These passages aren’t taken from “random readings,” since I’m teaching Smith, Wood, and Ishiguro this summer, but I did get a small measure of delight seeing Proust crop up in all three (of course, he is something of an easy reference whenever death or memory or social mannerisms and habits require a little bit of allusive literary situating… but still, Proust).
Zadie Smith:
Irie stepped out into streets she’d known her whole life, along a route she’d walked a million times over. If someone asked her just then what memory was, what the purest definition of memory was, she would say this: the street you were on when you first jumped in a pile of dead leaves. She was walking it right now. With every fresh crunch came the memory of previous crunches. She was permeated by familiar smells: wet woodchip and gravel around the base of the tree, newly laid turd underneath the cover of soggy leaves. She was moved by these sensations. Despite opting for a life of dentistry, she had not yet lost all of the poetry in her soul, that is, she could still have the odd Proustian moment, note layers upon layers, though she often experienced them in periodontal terms.
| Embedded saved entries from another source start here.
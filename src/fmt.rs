use chrono::{DateTime, NaiveDate};

/// Format an amount as Colombian pesos with es-CO separators: $ 1.234.567,89
pub fn money(val: f64) -> String {
    let negative = val < 0.0;
    let abs = val.abs();
    let cents = format!("{:.2}", abs);
    let parts: Vec<&str> = cents.split('.').collect();
    let int_part = parts[0];
    let dec_part = parts[1];

    let mut with_dots = String::new();
    for (i, c) in int_part.chars().rev().enumerate() {
        if i > 0 && i % 3 == 0 {
            with_dots.push('.');
        }
        with_dots.push(c);
    }
    let with_dots: String = with_dots.chars().rev().collect();

    if negative {
        format!("-$ {with_dots},{dec_part}")
    } else {
        format!("$ {with_dots},{dec_part}")
    }
}

/// Parse a gateway date value. Accepts a plain `YYYY-MM-DD` or a full
/// timestamp whose first ten characters are the date.
pub fn parse_fecha(raw: &str) -> Option<NaiveDate> {
    let trimmed = raw.trim();
    if let Ok(d) = NaiveDate::parse_from_str(trimmed, "%Y-%m-%d") {
        return Some(d);
    }
    if trimmed.len() > 10 {
        return NaiveDate::parse_from_str(&trimmed[..10], "%Y-%m-%d").ok();
    }
    None
}

/// Render a gateway date as dd/MM/yyyy, or "N/A" when it cannot be parsed.
pub fn fecha_display(raw: &str) -> String {
    parse_fecha(raw)
        .map(|d| d.format("%d/%m/%Y").to_string())
        .unwrap_or_else(|| "N/A".to_string())
}

/// Render a gateway timestamp as dd/MM/yyyy HH:mm, falling back to the raw
/// string when it is not RFC 3339.
pub fn timestamp_display(raw: &str) -> String {
    DateTime::parse_from_rfc3339(raw)
        .map(|t| t.format("%d/%m/%Y %H:%M").to_string())
        .unwrap_or_else(|_| raw.to_string())
}

#[cfg(test)]
mod tests {
    use super::*;

    #[test]
    fn test_money_formatting() {
        assert_eq!(money(1234.56), "$ 1.234,56");
        assert_eq!(money(-500.00), "-$ 500,00");
        assert_eq!(money(0.0), "$ 0,00");
        assert_eq!(money(1000000.99), "$ 1.000.000,99");
        assert_eq!(money(150000.0), "$ 150.000,00");
    }

    #[test]
    fn test_parse_fecha_plain_date() {
        assert_eq!(
            parse_fecha("2024-01-05"),
            NaiveDate::from_ymd_opt(2024, 1, 5)
        );
    }

    #[test]
    fn test_parse_fecha_timestamp_prefix() {
        assert_eq!(
            parse_fecha("2024-02-01T10:30:00+00:00"),
            NaiveDate::from_ymd_opt(2024, 2, 1)
        );
    }

    #[test]
    fn test_parse_fecha_garbage() {
        assert_eq!(parse_fecha("no es una fecha"), None);
        assert_eq!(parse_fecha(""), None);
    }

    #[test]
    fn test_fecha_display() {
        assert_eq!(fecha_display("2024-01-05"), "05/01/2024");
        assert_eq!(fecha_display("garbage"), "N/A");
    }

    #[test]
    fn test_timestamp_display() {
        assert_eq!(
            timestamp_display("2024-01-05T14:30:00+00:00"),
            "05/01/2024 14:30"
        );
        assert_eq!(timestamp_display("not a timestamp"), "not a timestamp");
    }
}
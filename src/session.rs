use std::collections::HashMap;
use std::sync::atomic::{AtomicU64, Ordering};
use std::sync::Mutex;

use uuid::Uuid;

use crate::error::{Result, YaquedoError};
use crate::gateway::{Filter, Gateway};
use crate::models::{Plan, UserProfile};
use crate::settings::{self, StoredSession};

/// Immutable snapshot of the authentication state. Readers only ever see
/// copies; the store owns the single mutable instance.
#[derive(Debug, Clone, PartialEq, Eq)]
pub enum AuthState {
    SignedOut,
    SignedIn { user_id: Uuid, email: String },
}

pub type SubscriberId = u64;
type Listener = Box<dyn Fn(&AuthState) + Send>;

/// The one process-wide shared piece of state. Every other structure in the
/// crate is either derived read-only data or lives behind the gateway.
pub struct SessionStore {
    state: Mutex<AuthState>,
    listeners: Mutex<HashMap<SubscriberId, Listener>>,
    next_id: AtomicU64,
}

pub struct SignUpFields {
    pub nombre_completo: String,
    pub nombre_negocio: String,
    pub cedula: String,
    pub plan: Plan,
}

impl SessionStore {
    pub fn new() -> Self {
        Self {
            state: Mutex::new(AuthState::SignedOut),
            listeners: Mutex::new(HashMap::new()),
            next_id: AtomicU64::new(1),
        }
    }

    /// Restore state from a session cached by a previous run.
    pub fn restore(cached: Option<&StoredSession>) -> Self {
        let store = Self::new();
        if let Some(s) = cached {
            *store.state.lock().expect("state lock") = AuthState::SignedIn {
                user_id: s.user_id,
                email: s.email.clone(),
            };
        }
        store
    }

    pub fn snapshot(&self) -> AuthState {
        self.state.lock().expect("state lock").clone()
    }

    pub fn current_user_id(&self) -> Result<Uuid> {
        match self.snapshot() {
            AuthState::SignedIn { user_id, .. } => Ok(user_id),
            AuthState::SignedOut => Err(YaquedoError::NotSignedIn),
        }
    }

    pub fn subscribe(&self, listener: Listener) -> SubscriberId {
        let id = self.next_id.fetch_add(1, Ordering::Relaxed);
        self.listeners.lock().expect("listener lock").insert(id, listener);
        id
    }

    pub fn unsubscribe(&self, id: SubscriberId) {
        self.listeners.lock().expect("listener lock").remove(&id);
    }

    fn transition(&self, next: AuthState) {
        *self.state.lock().expect("state lock") = next.clone();
        for listener in self.listeners.lock().expect("listener lock").values() {
            listener(&next);
        }
    }

    /// Sign in, load the profile, and enforce the activation gate. An
    /// inactive profile is signed straight back out and reported distinctly
    /// from ordinary load failures.
    pub async fn sign_in(
        &self,
        gateway: &Gateway,
        email: &str,
        password: &str,
    ) -> Result<UserProfile> {
        let session = gateway.sign_in(email, password).await?;
        let profile = match fetch_profile(gateway, session.user.id).await {
            Ok(p) => p,
            Err(e) => {
                gateway.sign_out().await.ok();
                return Err(e);
            }
        };
        if !profile.is_active {
            gateway.sign_out().await.ok();
            settings::store_session(None)?;
            self.transition(AuthState::SignedOut);
            return Err(YaquedoError::AccessDenied);
        }
        // Prefer the address the gateway has on record over what was typed.
        let email = session
            .user
            .email
            .clone()
            .unwrap_or_else(|| email.to_string());
        settings::store_session(Some(StoredSession {
            access_token: session.access_token.clone(),
            refresh_token: session.refresh_token.clone(),
            user_id: session.user.id,
            email: email.clone(),
        }))?;
        self.transition(AuthState::SignedIn {
            user_id: session.user.id,
            email,
        });
        Ok(profile)
    }

    /// Create the auth user and its profile row. New profiles start inactive
    /// and wait for an external activation process.
    pub async fn sign_up(
        &self,
        gateway: &Gateway,
        email: &str,
        password: &str,
        fields: &SignUpFields,
    ) -> Result<()> {
        let session = gateway.sign_up(email, password).await?;
        let row = serde_json::json!({
            "id": session.user.id,
            "nombre_completo": fields.nombre_completo,
            "nombre_negocio": fields.nombre_negocio,
            "cedula": fields.cedula,
            "plan": fields.plan,
            "onboarding_completed": false,
            "is_active": false,
        });
        let _: UserProfile = gateway.insert("profiles", &row).await.map_err(|e| match e {
            YaquedoError::Gateway { message, .. } => {
                YaquedoError::Auth(crate::error::user_message(&message))
            }
            other => other,
        })?;
        // The account is not usable until activated, so no session is kept.
        gateway.sign_out().await.ok();
        Ok(())
    }

    pub async fn sign_out(&self, gateway: &Gateway) -> Result<()> {
        gateway.sign_out().await?;
        settings::store_session(None)?;
        self.transition(AuthState::SignedOut);
        Ok(())
    }
}

impl Default for SessionStore {
    fn default() -> Self {
        Self::new()
    }
}

pub async fn fetch_profile(gateway: &Gateway, user_id: Uuid) -> Result<UserProfile> {
    let rows: Vec<UserProfile> = gateway
        .select(
            "profiles",
            "*",
            &[Filter::Eq("id", user_id.to_string())],
            None,
        )
        .await?;
    rows.into_iter().next().ok_or_else(|| {
        YaquedoError::Other("No se encontró el perfil de esta cuenta.".to_string())
    })
}
//! Health check handlers

use axum::{extract::State, http::StatusCode, Json};
use serde::Serialize;

use core_kernel::HealthCheckResult;

use crate::AppState;

#[derive(Serialize)]
pub struct HealthResponse {
    pub status: String,
    pub version: String,
    #[serde(skip_serializing_if = "Vec::is_empty")]
    pub checks: Vec<HealthCheckResult>,
}

/// Liveness endpoint
pub async fn health_check() -> Json<HealthResponse> {
    Json(HealthResponse {
        status: "healthy".to_string(),
        version: env!("CARGO_PKG_VERSION").to_string(),
        checks: Vec::new(),
    })
}

/// Readiness check; requires the expense store to answer
pub async fn readiness_check(
    State(state): State<AppState>,
) -> (StatusCode, Json<HealthResponse>) {
    let store = state.store.health_check().await;
    let ready = store.is_healthy();

    let (status, label) = if ready {
        (StatusCode::OK, "ready")
    } else {
        (StatusCode::SERVICE_UNAVAILABLE, "not_ready")
    };

    (
        status,
        Json(HealthResponse {
            status: label.to_string(),
            version: env!("CARGO_PKG_VERSION").to_string(),
            checks: vec![store],
        }),
    )
}
//! Expense repository implementation
//!
//! Every write after insert is conditional on the stored status so that
//! concurrent reviewers and reconciliation passes cannot overwrite each
//! other. A conditional write that matches no row is reported as
//! `NotFound` when the row is absent and `Conflict` otherwise.

use chrono::{DateTime, NaiveDate, Utc};
use rust_decimal::Decimal;
use sqlx::PgPool;
use uuid::Uuid;

use crate::error::DatabaseError;

/// Expense status as stored in the `expense_status` enum
#[derive(Debug, Clone, Copy, PartialEq, Eq, sqlx::Type)]
#[sqlx(type_name = "expense_status", rename_all = "snake_case")]
pub enum DbExpenseStatus {
    Pending,
    Approved,
    Rejected,
}

/// One row of the `expenses` table
#[derive(Debug, Clone, PartialEq, sqlx::FromRow)]
pub struct ExpenseRow {
    pub expense_id: Uuid,
    pub claimant_id: Uuid,
    pub description: String,
    pub amount: Decimal,
    pub category: String,
    pub expense_date: NaiveDate,
    pub status: DbExpenseStatus,
    pub policy_violations: Vec<String>,
    pub duplicate_receipt: bool,
    pub ai_violations: Vec<String>,
    pub approver_id: Option<Uuid>,
    pub approval_timestamp: Option<DateTime<Utc>>,
    pub notes: Option<String>,
    pub exported_to_ledger: bool,
    pub export_batch: Option<String>,
    pub ledger_record_id: Option<String>,
    pub receipt_storage_key: Option<String>,
    pub receipt_file_name: Option<String>,
    pub receipt_content_type: Option<String>,
    pub created_at: DateTime<Utc>,
    pub updated_at: DateTime<Utc>,
}

/// Filters for [`ExpenseRepository::find`]; `None` matches everything
#[derive(Debug, Clone, Default)]
pub struct ExpenseFilter {
    pub status: Option<DbExpenseStatus>,
    pub claimant_ids: Option<Vec<Uuid>>,
    pub exported: Option<bool>,
    pub newest_first: bool,
}

const SELECT_COLUMNS: &str = r#"
    SELECT
        expense_id, claimant_id, description, amount, category, expense_date,
        status, policy_violations, duplicate_receipt, ai_violations,
        approver_id, approval_timestamp, notes,
        exported_to_ledger, export_batch, ledger_record_id,
        receipt_storage_key, receipt_file_name, receipt_content_type,
        created_at, updated_at
    FROM expenses
"#;

const FIND_FILTER: &str = r#"
    WHERE ($1::expense_status IS NULL OR status = $1)
      AND ($2::uuid[] IS NULL OR claimant_id = ANY($2))
      AND ($3::boolean IS NULL OR exported_to_ledger = $3)
"#;

/// Repository for the `expenses` table
#[derive(Debug, Clone)]
pub struct ExpenseRepository {
    pool: PgPool,
}

impl ExpenseRepository {
    pub fn new(pool: PgPool) -> Self {
        Self { pool }
    }

    /// Inserts a new expense row
    pub async fn insert(&self, row: &ExpenseRow) -> Result<(), DatabaseError> {
        sqlx::query(
            r#"
            INSERT INTO expenses (
                expense_id, claimant_id, description, amount, category, expense_date,
                status, policy_violations, duplicate_receipt, ai_violations,
                approver_id, approval_timestamp, notes,
                exported_to_ledger, export_batch, ledger_record_id,
                receipt_storage_key, receipt_file_name, receipt_content_type,
                created_at, updated_at
            )
            VALUES ($1, $2, $3, $4, $5, $6, $7, $8, $9, $10, $11, $12, $13, $14, $15, $16, $17, $18, $19, $20, $21)
            "#,
        )
        .bind(row.expense_id)
        .bind(row.claimant_id)
        .bind(&row.description)
        .bind(row.amount)
        .bind(&row.category)
        .bind(row.expense_date)
        .bind(row.status)
        .bind(&row.policy_violations)
        .bind(row.duplicate_receipt)
        .bind(&row.ai_violations)
        .bind(row.approver_id)
        .bind(row.approval_timestamp)
        .bind(&row.notes)
        .bind(row.exported_to_ledger)
        .bind(&row.export_batch)
        .bind(&row.ledger_record_id)
        .bind(&row.receipt_storage_key)
        .bind(&row.receipt_file_name)
        .bind(&row.receipt_content_type)
        .bind(row.created_at)
        .bind(row.updated_at)
        .execute(&self.pool)
        .await?;

        Ok(())
    }

    /// Retrieves an expense by id
    pub async fn get_by_id(&self, expense_id: Uuid) -> Result<ExpenseRow, DatabaseError> {
        let sql = format!("{SELECT_COLUMNS} WHERE expense_id = $1");
        sqlx::query_as::<_, ExpenseRow>(&sql)
            .bind(expense_id)
            .fetch_optional(&self.pool)
            .await?
            .ok_or_else(|| DatabaseError::not_found("Expense", expense_id))
    }

    /// Finds expenses matching `filter`, ordered by submission time
    pub async fn find(&self, filter: &ExpenseFilter) -> Result<Vec<ExpenseRow>, DatabaseError> {
        let order = if filter.newest_first {
            "ORDER BY created_at DESC, expense_id DESC"
        } else {
            "ORDER BY created_at ASC, expense_id ASC"
        };
        let sql = format!("{SELECT_COLUMNS} {FIND_FILTER} {order}");

        let rows = sqlx::query_as::<_, ExpenseRow>(&sql)
            .bind(filter.status)
            .bind(filter.claimant_ids.as_deref())
            .bind(filter.exported)
            .fetch_all(&self.pool)
            .await?;

        Ok(rows)
    }

    /// Rewrites the editable fields of a pending expense
    pub async fn update_pending(&self, row: &ExpenseRow) -> Result<(), DatabaseError> {
        let result = sqlx::query(
            r#"
            UPDATE expenses SET
                description = $2,
                amount = $3,
                category = $4,
                expense_date = $5,
                policy_violations = $6,
                duplicate_receipt = $7,
                ai_violations = $8,
                receipt_storage_key = $9,
                receipt_file_name = $10,
                receipt_content_type = $11,
                updated_at = $12
            WHERE expense_id = $1 AND status = 'pending'
            "#,
        )
        .bind(row.expense_id)
        .bind(&row.description)
        .bind(row.amount)
        .bind(&row.category)
        .bind(row.expense_date)
        .bind(&row.policy_violations)
        .bind(row.duplicate_receipt)
        .bind(&row.ai_violations)
        .bind(&row.receipt_storage_key)
        .bind(&row.receipt_file_name)
        .bind(&row.receipt_content_type)
        .bind(row.updated_at)
        .execute(&self.pool)
        .await?;

        if result.rows_affected() == 0 {
            return Err(self.explain_missed_write(row.expense_id).await);
        }
        Ok(())
    }

    /// Deletes a pending expense
    pub async fn delete_pending(&self, expense_id: Uuid) -> Result<(), DatabaseError> {
        let result = sqlx::query("DELETE FROM expenses WHERE expense_id = $1 AND status = 'pending'")
            .bind(expense_id)
            .execute(&self.pool)
            .await?;

        if result.rows_affected() == 0 {
            return Err(self.explain_missed_write(expense_id).await);
        }
        Ok(())
    }

    /// Moves a pending expense to a terminal status
    ///
    /// Status, approver, timestamp and notes are written in one statement.
    pub async fn transition(&self, row: &ExpenseRow) -> Result<(), DatabaseError> {
        let result = sqlx::query(
            r#"
            UPDATE expenses SET
                status = $2,
                approver_id = $3,
                approval_timestamp = $4,
                notes = $5,
                updated_at = NOW()
            WHERE expense_id = $1 AND status = 'pending'
            "#,
        )
        .bind(row.expense_id)
        .bind(row.status)
        .bind(row.approver_id)
        .bind(row.approval_timestamp)
        .bind(&row.notes)
        .execute(&self.pool)
        .await?;

        if result.rows_affected() == 0 {
            return Err(self.explain_missed_write(row.expense_id).await);
        }
        Ok(())
    }

    /// Stamps `batch` on approved, unexported, unstaged rows among `ids`
    pub async fn stage_export_batch(
        &self,
        ids: &[Uuid],
        batch: &str,
    ) -> Result<Vec<Uuid>, DatabaseError> {
        let staged = sqlx::query_scalar::<_, Uuid>(
            r#"
            UPDATE expenses SET export_batch = $2, updated_at = NOW()
            WHERE expense_id = ANY($1)
              AND status = 'approved'
              AND NOT exported_to_ledger
              AND export_batch IS NULL
            RETURNING expense_id
            "#,
        )
        .bind(ids)
        .bind(batch)
        .fetch_all(&self.pool)
        .await?;

        Ok(staged)
    }

    /// Flips the export flag on approved, unexported rows among `ids`
    pub async fn mark_exported(
        &self,
        ids: &[Uuid],
        ledger_record_id: &str,
    ) -> Result<Vec<Uuid>, DatabaseError> {
        let marked = sqlx::query_scalar::<_, Uuid>(
            r#"
            UPDATE expenses SET
                exported_to_ledger = TRUE,
                ledger_record_id = $2,
                updated_at = NOW()
            WHERE expense_id = ANY($1)
              AND status = 'approved'
              AND NOT exported_to_ledger
            RETURNING expense_id
            "#,
        )
        .bind(ids)
        .bind(ledger_record_id)
        .fetch_all(&self.pool)
        .await?;

        Ok(marked)
    }

    /// Distinguishes a missing row from one whose status moved on
    async fn explain_missed_write(&self, expense_id: Uuid) -> DatabaseError {
        let status = sqlx::query_scalar::<_, DbExpenseStatus>(
            "SELECT status FROM expenses WHERE expense_id = $1",
        )
        .bind(expense_id)
        .fetch_optional(&self.pool)
        .await;

        match status {
            Ok(None) => DatabaseError::not_found("Expense", expense_id),
            Ok(Some(status)) => DatabaseError::Conflict(format!(
                "expense {expense_id} is no longer pending ({status:?})"
            )),
            Err(e) => DatabaseError::from(e),
        }
    }
}
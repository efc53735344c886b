//! Export batch idempotency keys

use uuid::Uuid;

use core_kernel::{ExpenseId, UserId};

/// Namespace for batch key derivation
const BATCH_NAMESPACE: Uuid = Uuid::from_u128(0x6f2c_1a8e_4b7d_5e90_a3c1_d2f4_8b6e_0c17);

/// Prefix of every batch key
pub const BATCH_KEY_PREFIX: &str = "EXP-";

/// Hex digits kept from the derived UUID; the ledger's document number
/// field holds at most 21 characters
const KEY_DIGITS: usize = 17;

/// Derives the idempotency key for a claimant's batch
///
/// The key depends only on the claimant and the set of expense ids, so the
/// same batch always maps to the same key regardless of input order.
pub fn batch_key(claimant: UserId, expenses: &[ExpenseId]) -> String {
    let mut ids: Vec<_> = expenses.iter().map(|id| *id.as_uuid()).collect();
    ids.sort_unstable();

    let mut name = claimant.as_uuid().as_bytes().to_vec();
    for id in ids {
        name.extend_from_slice(id.as_bytes());
    }

    let digest = Uuid::new_v5(&BATCH_NAMESPACE, &name).simple().to_string();
    format!("{}{}", BATCH_KEY_PREFIX, &digest[..KEY_DIGITS])
}

#[cfg(test)]
mod tests {
    use super::*;

    #[test]
    fn test_key_is_order_independent() {
        let claimant = UserId::new_v7();
        let a = ExpenseId::new_v7();
        let b = ExpenseId::new_v7();

        assert_eq!(batch_key(claimant, &[a, b]), batch_key(claimant, &[b, a]));
    }

    #[test]
    fn test_key_depends_on_claimant_and_set() {
        let claimant = UserId::new_v7();
        let a = ExpenseId::new_v7();
        let b = ExpenseId::new_v7();

        assert_ne!(batch_key(claimant, &[a]), batch_key(claimant, &[a, b]));
        assert_ne!(batch_key(claimant, &[a]), batch_key(UserId::new_v7(), &[a]));
    }

    #[test]
    fn test_key_fits_document_number() {
        let key = batch_key(UserId::new_v7(), &[ExpenseId::new_v7()]);
        assert_eq!(key.len(), 21);
        assert!(key.starts_with(BATCH_KEY_PREFIX));
    }
}
impl TokenManager {
    /// Creates a manager, loading any persisted tokens
    pub async fn load(
        provider: Arc<dyn OAuthProvider>,
        store: Arc<dyn TokenStore>,
        config: LedgerConfig,
    ) -> Result<Self, PortError> {
        let tokens = store.load().await?;
        if let Some(ref t) = tokens {
            info!(realm_id = ?t.realm_id, "Loaded persisted ledger tokens");
        }
        Ok(Self {
            provider,
            store,
            config,
            tokens: Mutex::new(tokens),
            pending_states: Mutex::new(HashMap::new()),
        })
    }

    /// Builds the consent URL and remembers its `state` for the callback
    pub async fn authorization_url(&self) -> Result<String, LedgerError> {
        let state = Uuid::new_v4().simple().to_string();
        let now = Utc::now();

        {
            let mut pending = self.pending_states.lock().await;
            pending.retain(|_, issued| now - *issued <= Duration::minutes(STATE_TTL_MINUTES));
            pending.insert(state.clone(), now);
        }

        let url = reqwest::Url::parse_with_params(
            AUTHORIZATION_ENDPOINT,
            &[
                ("client_id", self.config.client_id.as_str()),
                ("response_type", "code"),
                ("scope", SCOPES),
                ("redirect_uri", self.config.redirect_uri.as_str()),
                ("state", state.as_str()),
            ],
        )
        .map_err(|e| LedgerError::Rejected(format!("invalid authorization endpoint: {e}")))?;

        Ok(url.to_string())
    }

    /// Validates the callback `state`, exchanges the code and persists the
    /// resulting tokens
    pub async fn complete_authorization(
        &self,
        code: &str,
        state: &str,
        realm_id: Option<&str>,
    ) -> Result<(), LedgerError> {
        let issued = self.pending_states.lock().await.remove(state);
        let now = Utc::now();
        match issued {
            Some(at) if now - at <= Duration::minutes(STATE_TTL_MINUTES) => {}
            _ => {
                warn!("Ledger authorization callback with unknown or expired state");
                return Err(LedgerError::InvalidState);
            }
        }

        let response = self.provider.exchange_code(code).await.map_err(|e| match e {
            OAuthError::Rejected(msg) => LedgerError::Rejected(msg),
            OAuthError::Unavailable(msg) => LedgerError::Network(msg),
        })?;

        let tokens = tokens_from(response, realm_id.map(str::to_owned), None, now);
        self.persist(&tokens).await;
        *self.tokens.lock().await = Some(tokens);

        info!(realm_id = ?realm_id, "Ledger connected");
        Ok(())
    }

    /// Returns a valid access token, refreshing it first when needed
    pub async fn access_token(&self) -> Result<AccessToken, LedgerError> {
        let mut guard = self.tokens.lock().await;
        let now = Utc::now();

        let (refresh, realm_id) = match guard.as_ref() {
            None => return Err(LedgerError::NotConnected),
            Some(t) if !t.access_expires_within(Duration::seconds(REFRESH_SKEW_SECS), now) => {
                return Ok(AccessToken {
                    token: t.access_token.clone(),
                    realm_id: t.realm_id.clone(),
                });
            }
            Some(t) => (
                t.usable_refresh_token(now)
                    .map(|token| (token.to_owned(), t.refresh_expires_at)),
                t.realm_id.clone(),
            ),
        };

        let Some((refresh_token, refresh_expires_at)) = refresh else {
            self.forget(&mut guard).await;
            return Err(LedgerError::ReauthorizationRequired(
                "refresh token missing or expired".to_string(),
            ));
        };

        match self.provider.refresh(&refresh_token).await {
            Ok(response) => {
                let previous = PreviousRefresh {
                    token: refresh_token,
                    expires_at: refresh_expires_at,
                };
                let tokens = tokens_from(response, realm_id, Some(previous), now);
                self.persist(&tokens).await;
                let access = AccessToken {
                    token: tokens.access_token.clone(),
                    realm_id: tokens.realm_id.clone(),
                };
                *guard = Some(tokens);
                info!("Ledger access token refreshed");
                Ok(access)
            }
            Err(OAuthError::Rejected(msg)) => {
                warn!(reason = %msg, "Ledger refresh token rejected");
                self.forget(&mut guard).await;
                Err(LedgerError::ReauthorizationRequired(msg))
            }
            Err(OAuthError::Unavailable(msg)) => {
                warn!(reason = %msg, "Ledger token refresh failed, keeping tokens");
                Err(LedgerError::Network(msg))
            }
        }
    }

    pub async fn is_connected(&self) -> bool {
        self.tokens.lock().await.is_some()
    }

    pub async fn realm_id(&self) -> Option<String> {
        self.tokens.lock().await.as_ref().and_then(|t| t.realm_id.clone())
    }

    async fn persist(&self, tokens: &OAuthTokens) {
        if let Err(e) = self.store.save(tokens).await {
            warn!(error = %e, "Failed to persist ledger tokens");
        }
    }

    async fn forget(&self, tokens: &mut Option<OAuthTokens>) {
        *tokens = None;
        if let Err(e) = self.store.clear().await {
            warn!(error = %e, "Failed to clear persisted ledger tokens");
        }
    }
}

/// Refresh token in use before a grant, with its known expiry
struct PreviousRefresh {
    token: String,
    expires_at: Option<DateTime<Utc>>,
}

/// Builds the token set from a grant response
///
/// A refresh token carried over from `previous` (omitted or echoed back by
/// the server) keeps its expiry unless the response states a new one.
fn tokens_from(
    response: TokenResponse,
    realm_id: Option<String>,
    previous: Option<PreviousRefresh>,
    now: DateTime<Utc>,
) -> OAuthTokens {
    let stated_expiry = response
        .refresh_token_expires_in
        .map(|secs| now + Duration::seconds(secs));

    let (refresh_token, refresh_expires_at) = match (response.refresh_token, previous) {
        (Some(token), Some(prev)) if token == prev.token => {
            (Some(token), stated_expiry.or(prev.expires_at))
        }
        (Some(token), _) => (Some(token), stated_expiry),
        (None, Some(prev)) => (Some(prev.token), stated_expiry.or(prev.expires_at)),
        (None, None) => (None, stated_expiry),
    };

    OAuthTokens {
        access_token: response.access_token,
        refresh_token,
        access_expires_at: now + Duration::seconds(response.expires_in),
        refresh_expires_at,
        realm_id,
    }
}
She got a twinge—as happens with a sensitive tooth, or in a “phantom tooth, when the nerve is exposed [. . .]. She felt an ache (like a severe malocclusion, the pressure of one tooth upon another) when she passed the park where they had cycled as children, where they smoked their first joint, where he had kissed her once in the middle of a storm. (White Teeth 378-79, bold added)
James Wood:
Proust implies that such irrelevance [as one sees in Balzac, Tolstoy, and Mann] will always attend our deaths, because we are never prepared for them; we never think of our death as likely to occur “this very afternoon.” Instead:
One insists on one’s daily outing so that in a month’s time one will have had the necessary ration of fresh air; one has hesitated over which coat to take, which cabman to call; one is in the cab, the whole day lies before one, short because one must be back home early, as a friend is coming to see one; one hopes that it will be as fine again tomorrow; and one has no suspicion that death, which has been advancing within one on another plane, has chosen precisely this particular day to make its appearance, in a few minutes’ time, more or less at the moment when the carriage reaches the Champs-Elysées. (How Fiction Works, pg. 60, bold added)
Kazuo Ishiguro:
There was, incidentally something I noticed about these veteran couples at the Cottages—something Ruth, for all her close sutdy of them, failed to spot—and this was how so many of their mannerisms were copied from the television. It first came to me watching this couple, Susie and Greg—probably the oldest students at the Cottages and generally thought to be “in charge” of the place. There was this particular thing Susie did whenever Greg set off on one of his speeches about Proust or whoever: she’d smile at the rest of us, roll her eyes, and mouth very emphatically, but only just audibly: “Gawd help us.” Television as Hailsham had been pretty restricted, and at the Cottages too . . . But there was an old set in the farmhouse . . . and I’d watch every now and then. That’s how I realised that this “Gawd help us” stuff came from an American series, one of those with an audience laughing along at everything anyone said or did. (Never Let Me Go, pg. 120-21, bold added)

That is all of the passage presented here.